Your task is to transcribe, without alteration, the lines from the top of the material below through the line bearing "Other errors are", inclusive.

'''

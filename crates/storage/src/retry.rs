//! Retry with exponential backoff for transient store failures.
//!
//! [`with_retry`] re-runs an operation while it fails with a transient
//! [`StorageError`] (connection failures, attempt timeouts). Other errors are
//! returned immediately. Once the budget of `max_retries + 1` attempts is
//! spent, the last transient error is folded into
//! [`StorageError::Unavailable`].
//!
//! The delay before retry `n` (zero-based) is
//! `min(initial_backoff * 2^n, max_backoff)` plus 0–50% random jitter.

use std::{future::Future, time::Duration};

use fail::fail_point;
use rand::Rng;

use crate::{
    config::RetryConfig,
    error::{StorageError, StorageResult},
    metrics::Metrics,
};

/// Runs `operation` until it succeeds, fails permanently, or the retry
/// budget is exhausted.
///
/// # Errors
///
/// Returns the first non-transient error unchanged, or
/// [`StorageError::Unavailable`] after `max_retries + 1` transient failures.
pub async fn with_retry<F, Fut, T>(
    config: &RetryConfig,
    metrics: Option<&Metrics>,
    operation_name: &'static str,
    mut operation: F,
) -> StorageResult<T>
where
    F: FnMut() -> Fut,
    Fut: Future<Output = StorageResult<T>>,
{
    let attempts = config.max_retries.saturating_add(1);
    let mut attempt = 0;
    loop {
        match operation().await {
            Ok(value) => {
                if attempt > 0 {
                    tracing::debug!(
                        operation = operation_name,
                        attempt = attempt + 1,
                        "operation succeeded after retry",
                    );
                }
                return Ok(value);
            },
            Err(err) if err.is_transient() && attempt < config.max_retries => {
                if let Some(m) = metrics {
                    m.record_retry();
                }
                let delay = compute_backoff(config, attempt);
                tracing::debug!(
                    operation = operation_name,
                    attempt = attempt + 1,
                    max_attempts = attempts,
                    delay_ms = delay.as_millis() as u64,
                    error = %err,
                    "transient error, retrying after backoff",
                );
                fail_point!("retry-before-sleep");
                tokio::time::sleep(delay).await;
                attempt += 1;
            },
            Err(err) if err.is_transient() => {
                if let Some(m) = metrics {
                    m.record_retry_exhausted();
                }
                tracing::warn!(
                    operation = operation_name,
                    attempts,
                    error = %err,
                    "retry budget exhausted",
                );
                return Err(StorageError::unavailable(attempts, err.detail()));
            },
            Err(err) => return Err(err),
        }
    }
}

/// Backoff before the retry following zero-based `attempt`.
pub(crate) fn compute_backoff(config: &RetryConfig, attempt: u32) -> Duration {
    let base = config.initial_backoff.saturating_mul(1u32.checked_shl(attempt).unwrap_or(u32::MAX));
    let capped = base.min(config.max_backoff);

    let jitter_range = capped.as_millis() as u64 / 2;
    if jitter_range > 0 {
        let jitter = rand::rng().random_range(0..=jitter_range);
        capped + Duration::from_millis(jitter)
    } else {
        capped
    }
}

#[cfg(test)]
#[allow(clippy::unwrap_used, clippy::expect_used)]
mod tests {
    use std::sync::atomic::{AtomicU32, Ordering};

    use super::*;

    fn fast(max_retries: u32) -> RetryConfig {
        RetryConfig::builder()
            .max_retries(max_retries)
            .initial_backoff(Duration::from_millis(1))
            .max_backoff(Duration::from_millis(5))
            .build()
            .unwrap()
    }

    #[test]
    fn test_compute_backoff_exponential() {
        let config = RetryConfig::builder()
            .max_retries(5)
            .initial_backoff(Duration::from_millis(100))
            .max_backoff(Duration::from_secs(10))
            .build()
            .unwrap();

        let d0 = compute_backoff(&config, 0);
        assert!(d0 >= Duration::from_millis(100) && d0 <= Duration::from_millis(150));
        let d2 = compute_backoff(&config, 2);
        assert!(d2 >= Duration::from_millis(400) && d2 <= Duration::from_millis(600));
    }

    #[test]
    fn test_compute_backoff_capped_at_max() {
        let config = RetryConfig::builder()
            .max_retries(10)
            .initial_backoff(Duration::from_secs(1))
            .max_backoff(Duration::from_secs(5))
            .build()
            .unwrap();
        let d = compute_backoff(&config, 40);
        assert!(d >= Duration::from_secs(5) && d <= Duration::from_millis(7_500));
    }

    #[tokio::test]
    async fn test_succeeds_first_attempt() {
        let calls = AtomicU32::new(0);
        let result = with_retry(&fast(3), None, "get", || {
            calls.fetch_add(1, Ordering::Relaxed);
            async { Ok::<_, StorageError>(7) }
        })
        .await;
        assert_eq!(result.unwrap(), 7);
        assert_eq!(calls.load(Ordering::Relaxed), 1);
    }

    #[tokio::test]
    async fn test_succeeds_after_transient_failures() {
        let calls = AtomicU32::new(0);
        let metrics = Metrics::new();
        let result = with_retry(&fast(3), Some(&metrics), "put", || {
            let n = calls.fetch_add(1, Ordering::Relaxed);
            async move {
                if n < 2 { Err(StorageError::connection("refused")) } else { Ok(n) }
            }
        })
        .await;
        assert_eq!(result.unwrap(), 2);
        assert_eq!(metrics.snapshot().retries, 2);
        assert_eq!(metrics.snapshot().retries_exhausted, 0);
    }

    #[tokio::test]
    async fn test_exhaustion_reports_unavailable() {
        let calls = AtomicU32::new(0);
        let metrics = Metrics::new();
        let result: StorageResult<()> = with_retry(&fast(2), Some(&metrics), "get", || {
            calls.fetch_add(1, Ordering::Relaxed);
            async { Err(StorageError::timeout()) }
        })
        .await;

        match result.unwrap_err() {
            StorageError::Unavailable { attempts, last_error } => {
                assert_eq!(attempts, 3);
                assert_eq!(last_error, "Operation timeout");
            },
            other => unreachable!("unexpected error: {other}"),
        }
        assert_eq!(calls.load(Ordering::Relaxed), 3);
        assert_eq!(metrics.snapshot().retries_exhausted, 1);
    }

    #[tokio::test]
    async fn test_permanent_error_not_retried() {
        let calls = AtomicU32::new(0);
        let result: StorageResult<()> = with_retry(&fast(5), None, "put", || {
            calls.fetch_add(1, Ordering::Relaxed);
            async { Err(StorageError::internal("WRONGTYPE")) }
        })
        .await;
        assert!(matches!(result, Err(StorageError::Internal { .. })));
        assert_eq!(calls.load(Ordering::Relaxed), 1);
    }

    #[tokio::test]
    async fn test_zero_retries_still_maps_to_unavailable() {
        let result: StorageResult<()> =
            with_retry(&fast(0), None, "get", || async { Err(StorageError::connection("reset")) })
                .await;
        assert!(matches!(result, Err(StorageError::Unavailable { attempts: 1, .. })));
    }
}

'''

- [Response]
filename crates/storage/src/retry.rs
//! Retry with exponential backoff for transient store failures.
//!
//! [`with_retry`] re-runs an operation while it fails with a transient
//! [`StorageError`] (connection failures, attempt timeouts). Other errors are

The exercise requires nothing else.